Genetic-mathematical modeling of population interaction, new psychoneuroimmunoendocrinology and psychoneuroimmunology

Modern digital healthcare, biophysics and biology create new problems that stimulate the development of a new biophysical circuit and mathematical models from nuclear fusion (nuclear medicine) to genomic cell-organizational prognosis in neurophysiology, neuroendocrinology, psychoneuroimmunology and psychoneuroimmunoendocrinology. In this case, the following are effectively used: deterministic, stochastic, hybrid, multiscale modeling methods, as well as analytical and computational methods. The solution of a genetical-mathematical problem of interaction of cages of human population and virus population in relation to COVID-19 pandemic problem is submitted. A mathematical model based on the Hardy-Weinberg law is used, consisting of two interdependent differential equations.
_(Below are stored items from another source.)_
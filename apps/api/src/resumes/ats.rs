//! ATS score — pure, deterministic 0–100 score over a saved conversation.
//!
//! Based on section presence, content length, and structure. Only assistant
//! messages count: that is where the drafted resume text lives.

use crate::models::message::{ChatMessage, Role};

/// Section markers that ATS systems look for (case-insensitive).
const ATS_SECTION_MARKERS: [&str; 11] = [
    "experience",
    "education",
    "skills",
    "summary",
    "professional summary",
    "work experience",
    "technical skills",
    "certifications",
    "projects",
    "contact",
    "objective",
];

/// Computes an ATS-friendly score (0–100) from resume content.
pub fn compute_ats_score(messages: &[ChatMessage]) -> u8 {
    let text: String = messages
        .iter()
        .filter(|m| m.role == Role::Assistant && !m.content.trim().is_empty())
        .map(|m| m.content.as_str())
        .collect::<Vec<_>>()
        .join("\n");
    let lower = text.to_lowercase();

    let mut score: u32 = 0;

    // Sections found (max ~55): 5 pts per marker present
    let sections_found = ATS_SECTION_MARKERS
        .iter()
        .filter(|marker| lower.contains(*marker))
        .count() as u32;
    score += (sections_found * 5).min(55);

    // Content length (max ~25): longer, structured content scores higher
    let len = text.chars().count();
    for threshold in [400, 800, 1200, 1800, 2500] {
        if len >= threshold {
            score += 5;
        }
    }

    // Basic structure (max ~20): bullets, headings, multiple sections
    if lower.contains('•') || lower.contains("- ") {
        score += 5;
    }
    if text.contains("**") || has_heading_marker(&text) {
        score += 5;
    }
    if sections_found >= 3 {
        score += 10;
    }

    score.min(100) as u8
}

/// A `#` run followed by whitespace, anywhere in the text.
fn has_heading_marker(text: &str) -> bool {
    let mut chars = text.chars().peekable();
    while let Some(c) = chars.next() {
        if c == '#' {
            while chars.peek() == Some(&'#') {
                chars.next();
            }
            if chars.peek().is_some_and(|next| next.is_whitespace()) {
                return true;
            }
        }
    }
    false
}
The equations reflect the temporal dynamics of the cells of human and viral populations during their interaction. Solutions of differential equations were found and the results of these solutions were analyzed. The pandemic duration is estimated using parameters of human liver cells and influenza virus. Perspective of further development of psychoneuroimmunology as interdisciplinary science, through algorithms and routing of digital health care, with expansion of psychoneurocommunications of professional interests in medicine, economics, sociology, cultural studies is shown. Modern neurobes and neuromarketing are built around Homo sapiens within a “reasonable environment” - a healthy individual space.